### What you are asked to do
Count the lines of data below that include "sleep". Provide only the number.
•••••
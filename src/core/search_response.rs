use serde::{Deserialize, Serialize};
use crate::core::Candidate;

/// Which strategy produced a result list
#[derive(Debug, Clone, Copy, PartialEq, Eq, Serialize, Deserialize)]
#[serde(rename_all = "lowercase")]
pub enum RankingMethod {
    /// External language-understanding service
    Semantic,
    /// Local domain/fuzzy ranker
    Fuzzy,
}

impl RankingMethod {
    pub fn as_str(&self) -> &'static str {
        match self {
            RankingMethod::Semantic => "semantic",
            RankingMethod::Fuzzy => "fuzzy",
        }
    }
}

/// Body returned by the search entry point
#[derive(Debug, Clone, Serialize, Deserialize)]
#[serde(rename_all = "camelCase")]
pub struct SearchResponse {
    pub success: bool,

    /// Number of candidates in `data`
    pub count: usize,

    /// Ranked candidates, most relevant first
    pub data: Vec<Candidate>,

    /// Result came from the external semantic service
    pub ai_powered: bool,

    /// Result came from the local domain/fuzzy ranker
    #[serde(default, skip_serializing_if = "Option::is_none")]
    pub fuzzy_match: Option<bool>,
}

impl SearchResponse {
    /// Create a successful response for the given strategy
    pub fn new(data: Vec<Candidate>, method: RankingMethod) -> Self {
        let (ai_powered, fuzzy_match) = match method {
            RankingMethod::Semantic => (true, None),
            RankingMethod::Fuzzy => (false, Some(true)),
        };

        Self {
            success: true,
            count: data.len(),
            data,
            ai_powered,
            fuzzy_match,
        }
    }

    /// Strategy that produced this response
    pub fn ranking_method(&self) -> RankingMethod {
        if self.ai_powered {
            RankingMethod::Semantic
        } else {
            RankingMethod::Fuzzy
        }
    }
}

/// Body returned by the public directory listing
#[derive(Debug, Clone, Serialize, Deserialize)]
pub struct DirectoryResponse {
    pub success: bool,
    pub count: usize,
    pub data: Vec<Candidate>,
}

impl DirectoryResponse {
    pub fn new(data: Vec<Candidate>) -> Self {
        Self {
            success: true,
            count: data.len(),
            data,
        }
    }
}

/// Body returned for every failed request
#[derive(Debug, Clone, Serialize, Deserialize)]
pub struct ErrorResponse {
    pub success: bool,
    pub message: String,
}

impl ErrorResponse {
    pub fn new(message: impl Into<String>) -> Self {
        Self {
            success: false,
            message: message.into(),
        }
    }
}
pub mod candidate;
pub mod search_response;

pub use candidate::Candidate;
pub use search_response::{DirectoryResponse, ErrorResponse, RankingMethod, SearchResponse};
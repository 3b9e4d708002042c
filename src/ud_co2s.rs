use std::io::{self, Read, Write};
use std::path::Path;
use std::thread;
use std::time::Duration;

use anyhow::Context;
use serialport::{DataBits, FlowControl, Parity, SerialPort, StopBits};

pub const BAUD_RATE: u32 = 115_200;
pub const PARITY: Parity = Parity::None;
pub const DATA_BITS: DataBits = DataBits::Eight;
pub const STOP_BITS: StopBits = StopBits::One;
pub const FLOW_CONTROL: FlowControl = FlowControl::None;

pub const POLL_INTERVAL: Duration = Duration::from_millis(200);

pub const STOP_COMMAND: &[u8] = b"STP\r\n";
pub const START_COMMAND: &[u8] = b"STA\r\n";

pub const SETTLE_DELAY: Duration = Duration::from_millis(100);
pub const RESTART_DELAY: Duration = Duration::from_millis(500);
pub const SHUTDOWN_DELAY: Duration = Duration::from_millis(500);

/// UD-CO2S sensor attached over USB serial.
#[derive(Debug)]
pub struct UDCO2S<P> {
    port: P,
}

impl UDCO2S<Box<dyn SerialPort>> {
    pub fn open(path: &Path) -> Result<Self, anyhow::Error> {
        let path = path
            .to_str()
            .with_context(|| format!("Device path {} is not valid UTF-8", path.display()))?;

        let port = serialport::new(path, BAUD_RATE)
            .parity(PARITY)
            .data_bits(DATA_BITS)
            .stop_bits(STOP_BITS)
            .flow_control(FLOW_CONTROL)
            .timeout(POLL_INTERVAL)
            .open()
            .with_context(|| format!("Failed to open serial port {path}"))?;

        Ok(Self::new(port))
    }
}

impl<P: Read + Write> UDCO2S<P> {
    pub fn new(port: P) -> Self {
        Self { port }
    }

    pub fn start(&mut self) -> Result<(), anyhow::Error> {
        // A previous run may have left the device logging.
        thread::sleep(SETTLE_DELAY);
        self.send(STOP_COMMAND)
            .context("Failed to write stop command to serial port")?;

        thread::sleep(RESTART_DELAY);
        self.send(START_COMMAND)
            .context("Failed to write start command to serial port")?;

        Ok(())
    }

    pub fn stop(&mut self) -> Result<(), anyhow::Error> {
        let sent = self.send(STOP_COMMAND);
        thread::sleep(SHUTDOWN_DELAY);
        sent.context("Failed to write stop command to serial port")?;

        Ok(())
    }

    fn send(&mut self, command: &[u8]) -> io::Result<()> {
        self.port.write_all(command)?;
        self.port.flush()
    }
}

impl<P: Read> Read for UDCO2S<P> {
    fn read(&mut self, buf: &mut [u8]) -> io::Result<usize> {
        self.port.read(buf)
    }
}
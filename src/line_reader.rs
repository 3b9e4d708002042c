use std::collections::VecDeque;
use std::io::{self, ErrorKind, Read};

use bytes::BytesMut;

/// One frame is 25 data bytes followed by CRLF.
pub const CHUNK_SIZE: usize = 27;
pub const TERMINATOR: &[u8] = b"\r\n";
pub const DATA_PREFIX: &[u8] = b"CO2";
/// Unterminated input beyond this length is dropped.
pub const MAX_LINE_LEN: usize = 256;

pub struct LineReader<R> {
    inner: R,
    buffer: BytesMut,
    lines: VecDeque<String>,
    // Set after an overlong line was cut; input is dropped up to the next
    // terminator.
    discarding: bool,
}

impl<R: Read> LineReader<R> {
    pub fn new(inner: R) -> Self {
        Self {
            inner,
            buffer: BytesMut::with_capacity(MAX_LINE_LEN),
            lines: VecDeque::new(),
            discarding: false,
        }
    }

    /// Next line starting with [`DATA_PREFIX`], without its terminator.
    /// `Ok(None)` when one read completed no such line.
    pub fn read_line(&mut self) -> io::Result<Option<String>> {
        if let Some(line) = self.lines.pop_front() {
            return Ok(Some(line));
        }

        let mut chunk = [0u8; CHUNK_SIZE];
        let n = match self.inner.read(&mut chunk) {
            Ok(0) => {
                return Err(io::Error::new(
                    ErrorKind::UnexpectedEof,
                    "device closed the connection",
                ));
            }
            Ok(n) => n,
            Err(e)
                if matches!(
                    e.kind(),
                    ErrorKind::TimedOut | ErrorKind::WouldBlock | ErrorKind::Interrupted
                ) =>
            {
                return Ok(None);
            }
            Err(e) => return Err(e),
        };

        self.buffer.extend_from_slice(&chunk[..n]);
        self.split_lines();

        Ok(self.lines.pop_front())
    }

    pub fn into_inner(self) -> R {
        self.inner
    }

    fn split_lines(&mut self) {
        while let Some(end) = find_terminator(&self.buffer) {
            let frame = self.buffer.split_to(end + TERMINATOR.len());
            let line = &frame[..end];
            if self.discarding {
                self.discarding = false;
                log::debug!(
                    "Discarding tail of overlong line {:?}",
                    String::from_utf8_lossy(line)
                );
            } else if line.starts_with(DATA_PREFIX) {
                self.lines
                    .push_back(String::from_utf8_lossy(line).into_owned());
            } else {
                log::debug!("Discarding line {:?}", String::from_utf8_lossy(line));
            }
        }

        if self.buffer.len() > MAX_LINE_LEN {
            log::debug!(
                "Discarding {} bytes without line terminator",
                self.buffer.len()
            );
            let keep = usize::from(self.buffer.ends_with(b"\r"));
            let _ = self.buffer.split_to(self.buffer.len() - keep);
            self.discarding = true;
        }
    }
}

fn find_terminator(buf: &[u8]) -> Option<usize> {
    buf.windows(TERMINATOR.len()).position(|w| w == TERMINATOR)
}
•••••
### Task output
3